At the outset of the Communication, the Commission confirms the lack of procedural requirements which apply to the negotiated procedure without prior call for competition i.e. "public buyers may negotiate directly with potential contractor(s) and there are no publication requirements, no time limits, no minimum number of candidates to be consulted, or other procedural requirements". This effectively means that public bodies can make direct contract with suppliers, negotiate the terms of supply and award a contract without following any specific procedure.
Given the exceptional nature of the procedure, contracting authorities must be able to justify their choice of the negotiated procedure in an individual report. In this regard, the Communication provides helpful guidance on the unforeseeable nature of the COVID-19 outbreak i.e.:
"The number of COVID-19 patients requiring medical treatment is rising daily and, in most Member States, is expected to increase further until the peak will be reached. These events and especially their specific development has to be considered unforeseeable for any contracting authority.

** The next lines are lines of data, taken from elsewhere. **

//! Main TUI application state and logic

use crate::playback::PlaybackTrace;
use crossterm::event::{self, Event, KeyCode, KeyEvent, KeyEventKind};
use ratatui::{
    backend::Backend,
    layout::{Constraint, Direction, Layout},
    Frame, Terminal,
};
use std::io;
use std::time::{Duration, Instant};

/// Which pane is currently focused
#[derive(Debug, Clone, Copy, PartialEq, Eq)]
pub enum FocusedPane {
    Timeline,
    State,
    Explain,
    Info,
}

impl FocusedPane {
    /// Move focus to the next pane (clockwise: timeline -> state -> explain -> info)
    pub fn next(self) -> Self {
        match self {
            FocusedPane::Timeline => FocusedPane::State,
            FocusedPane::State => FocusedPane::Explain,
            FocusedPane::Explain => FocusedPane::Info,
            FocusedPane::Info => FocusedPane::Timeline,
        }
    }
}

/// Autoplay speeds, slowest to fastest.
const PLAY_INTERVALS: [Duration; 4] = [
    Duration::from_millis(2000),
    Duration::from_millis(1000),
    Duration::from_millis(400),
    Duration::from_millis(150),
];

/// The main application state
pub struct App {
    /// The trace being played back
    pub trace: PlaybackTrace,

    /// Index of the step currently displayed
    pub position: usize,

    /// Currently focused pane
    pub focused_pane: FocusedPane,

    /// Per-pane scroll offsets
    pub timeline_scroll: usize,
    pub state_scroll: usize,
    pub explain_scroll: usize,
    pub info_scroll: usize,

    /// Whether the app should quit
    pub should_quit: bool,

    /// Status message to display
    pub status_message: String,

    /// Whether auto-play mode is active
    pub is_playing: bool,

    /// Index into PLAY_INTERVALS
    pub speed: usize,

    /// Last time a step was taken in play mode
    pub last_play_time: Instant,

    /// Last time space was pressed (for debouncing)
    pub last_space_press: Instant,

    /// Whether the deep explanation variant is shown
    pub deep_explain: bool,
}

impl App {
    /// Create a new app over the given playback trace
    pub fn new(trace: PlaybackTrace) -> Self {
        App {
            trace,
            position: 0,
            focused_pane: FocusedPane::Timeline,
            timeline_scroll: 0,
            state_scroll: 0,
            explain_scroll: 0,
            info_scroll: 0,
            should_quit: false,
            status_message: String::from("Ready!"),
            is_playing: false,
            speed: 1,
            last_play_time: Instant::now(),
            last_space_press: Instant::now()
                .checked_sub(Duration::from_secs(1))
                .unwrap_or_else(Instant::now),
            deep_explain: false,
        }
    }

    /// Run the TUI application
    pub fn run<B: Backend>(&mut self, terminal: &mut Terminal<B>) -> io::Result<()> {
        loop {
            terminal.draw(|f| self.render(f))?;

            if self.should_quit {
                break;
            }

            // Handle auto-play mode
            if self.is_playing {
                if self.last_play_time.elapsed() >= PLAY_INTERVALS[self.speed] {
                    if self.step_forward() {
                        self.status_message = "Playing...".to_string();
                    } else {
                        self.is_playing = false;
                        self.status_message = "Playback complete".to_string();
                    }
                    self.last_play_time = Instant::now();
                }
            }

            // Use poll with timeout to allow auto-play to work
            if event::poll(Duration::from_millis(50))? {
                if let Event::Key(key) = event::read()? {
                    if key.kind == KeyEventKind::Press {
                        self.handle_key_event(key);
                    }
                }
            }
        }

        Ok(())
    }

    /// Render the UI
    fn render(&mut self, frame: &mut Frame) {
        let size = frame.area();

        // 4 panes in 2 columns, plus status bar at bottom
        let main_chunks = Layout::default()
            .direction(Direction::Vertical)
            .constraints([Constraint::Min(0), Constraint::Length(1)])
            .split(size);

        let pane_area = main_chunks[0];
        let status_area = main_chunks[1];

        let columns = Layout::default()
            .direction(Direction::Horizontal)
            .constraints([Constraint::Percentage(45), Constraint::Percentage(55)])
            .split(pane_area);

        // Left column: Timeline (top) | Info (bottom)
        let left_rows = Layout::default()
            .direction(Direction::Vertical)
            .constraints([Constraint::Percentage(65), Constraint::Percentage(35)])
            .split(columns[0]);

        // Right column: State (top) | Explanation (bottom)
        let right_rows = Layout::default()
            .direction(Direction::Vertical)
            .constraints([Constraint::Percentage(55), Constraint::Percentage(45)])
            .split(columns[1]);

        super::panes::render_timeline_pane(
            frame,
            left_rows[0],
            &self.trace,
            self.position,
            self.focused_pane == FocusedPane::Timeline,
            &mut self.timeline_scroll,
        );

        super::panes::render_info_pane(
            frame,
            left_rows[1],
            &self.trace,
            self.focused_pane == FocusedPane::Info,
            &mut self.info_scroll,
        );

        super::panes::render_state_pane(
            frame,
            right_rows[0],
            &self.trace,
            self.position,
            self.focused_pane == FocusedPane::State,
            &mut self.state_scroll,
        );

        super::panes::render_explain_pane(
            frame,
            right_rows[1],
            &self.trace,
            self.position,
            self.deep_explain,
            self.focused_pane == FocusedPane::Explain,
            &mut self.explain_scroll,
        );

        super::panes::render_status_bar(
            frame,
            status_area,
            &self.status_message,
            self.position,
            self.trace.len(),
            self.is_playing,
            self.speed,
        );
    }

    /// Handle keyboard events
    fn handle_key_event(&mut self, key: KeyEvent) {
        match key.code {
            KeyCode::Char('q') | KeyCode::Char('Q') => {
                self.should_quit = true;
            }
            // Number keys step forward N times directly
            KeyCode::Char(c @ '1'..='9') => {
                self.is_playing = false;
                let n = c.to_digit(10).unwrap_or(1) as usize;
                let mut stepped = 0;
                for _ in 0..n {
                    if self.step_forward() {
                        stepped += 1;
                    } else {
                        break;
                    }
                }
                self.status_message = format!("Stepped forward {} step(s)", stepped);
            }
            KeyCode::Tab => {
                self.focused_pane = self.focused_pane.next();
            }
            KeyCode::Left => {
                self.is_playing = false;
                if self.step_backward() {
                    self.status_message = "Stepped backward".to_string();
                } else {
                    self.status_message = "Already at the first step".to_string();
                }
            }
            KeyCode::Right => {
                self.is_playing = false;
                if self.step_forward() {
                    self.status_message = "Stepped forward".to_string();
                } else {
                    self.status_message = "Already at the last step".to_string();
                }
            }
            KeyCode::Up => {
                let scroll = self.focused_scroll_mut();
                *scroll = scroll.saturating_sub(1);
            }
            KeyCode::Down => {
                let scroll = self.focused_scroll_mut();
                *scroll = scroll.saturating_add(1);
            }
            KeyCode::Char(' ') => {
                // Toggle auto-play mode (with 200ms debounce to prevent key repeat spam)
                if self.last_space_press.elapsed() >= Duration::from_millis(200) {
                    self.last_space_press = Instant::now();
                    self.is_playing = !self.is_playing;
                    if self.is_playing {
                        self.last_play_time = Instant::now()
                            .checked_sub(PLAY_INTERVALS[self.speed])
                            .unwrap_or_else(Instant::now);
                        self.status_message = "Playing...".to_string();
                    } else {
                        self.status_message = "Paused".to_string();
                    }
                }
            }
            KeyCode::Char('+') | KeyCode::Char('=') => {
                if self.speed + 1 < PLAY_INTERVALS.len() {
                    self.speed += 1;
                }
                self.status_message = format!("Speed {}/{}", self.speed + 1, PLAY_INTERVALS.len());
            }
            KeyCode::Char('-') => {
                self.speed = self.speed.saturating_sub(1);
                self.status_message = format!("Speed {}/{}", self.speed + 1, PLAY_INTERVALS.len());
            }
            KeyCode::Char('d') | KeyCode::Char('D') => {
                self.deep_explain = !self.deep_explain;
                self.status_message = if self.deep_explain {
                    "Deep explanations on".to_string()
                } else {
                    "Deep explanations off".to_string()
                };
            }
            KeyCode::Enter => {
                // Jump to end of the trace
                self.is_playing = false;
                if !self.trace.is_empty() {
                    self.position = self.trace.len() - 1;
                }
                self.status_message = "Jumped to end".to_string();
            }
            KeyCode::Backspace => {
                // Jump to start of the trace
                self.is_playing = false;
                self.position = 0;
                self.status_message = "Jumped to start".to_string();
            }
            _ => {}
        }
    }

    fn focused_scroll_mut(&mut self) -> &mut usize {
        match self.focused_pane {
            FocusedPane::Timeline => &mut self.timeline_scroll,
            FocusedPane::State => &mut self.state_scroll,
            FocusedPane::Explain => &mut self.explain_scroll,
            FocusedPane::Info => &mut self.info_scroll,
        }
    }

    /// Advance one step; false at the end of the trace
    fn step_forward(&mut self) -> bool {
        if self.position + 1 < self.trace.len() {
            self.position += 1;
            true
        } else {
            false
        }
    }

    /// Go back one step; false at the start of the trace
    fn step_backward(&mut self) -> bool {
        if self.position > 0 {
            self.position -= 1;
            true
        } else {
            false
        }
    }
}

#[cfg(test)]
mod tests {
    use super::*;
    use crate::catalog::PatternKey;
    use crate::playback::demo_trace;

    #[test]
    fn stepping_is_clamped_to_the_trace() {
        let mut app = App::new(demo_trace(PatternKey::BinarySearch));
        assert!(!app.step_backward());
        while app.step_forward() {}
        assert_eq!(app.position, app.trace.len() - 1);
        assert!(!app.step_forward());
    }

    #[test]
    fn seeking_jumps_both_ways() {
        let mut app = App::new(demo_trace(PatternKey::SlidingWindow));
        app.handle_key_event(KeyEvent::from(KeyCode::Enter));
        assert_eq!(app.position, app.trace.len() - 1);
        app.handle_key_event(KeyEvent::from(KeyCode::Backspace));
        assert_eq!(app.position, 0);
    }

    #[test]
    fn speed_stays_in_range() {
        let mut app = App::new(demo_trace(PatternKey::HashDuplicate));
        for _ in 0..10 {
            app.handle_key_event(KeyEvent::from(KeyCode::Char('+')));
        }
        assert!(app.speed < PLAY_INTERVALS.len());
        for _ in 0..10 {
            app.handle_key_event(KeyEvent::from(KeyCode::Char('-')));
        }
        assert_eq!(app.speed, 0);
    }
}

The specific needs for hospitals, and other health institutions to provide treatment, personal protection equipment, ventilators, additional beds, and additional intensive care and hospital infrastructure, including all the technical equipment could, certainly, not be foreseen and planned in advance, and thus constitute an unforeseeable event for the contracting authorities."
The Communication helpfully observes that for the satisfaction of the "immediate needs of hospitals and health institutions within a very short timeframe the causal link with the COVID-19 pandemic cannot reasonably be doubted". Further comfort is provided by the Commission's recognition that the immediate needs of health authorities will most likely make it impossible to respect the accelerated procedure timeframes "at least as regards the significantly increased short-term needs as the infection curve rises".
This recognition of the unforeseeable circumstances that have arisen with COVID-19 and the causal link between the outbreak and the extreme urgency will be particularly welcomed by health authorities. While contracting authorities must still assess whether the circumstances justifying use of the negotiated procedure exist on a case-by-case basis, the Communication will provide useful guidance in making that assessment.
The Communication concludes with the salutary warning that negotiated procedures without prior publication can only be used to "cover the gap until more stable solutions can be found, such as framework contracts… through regular procedures (including accelerated procedures)".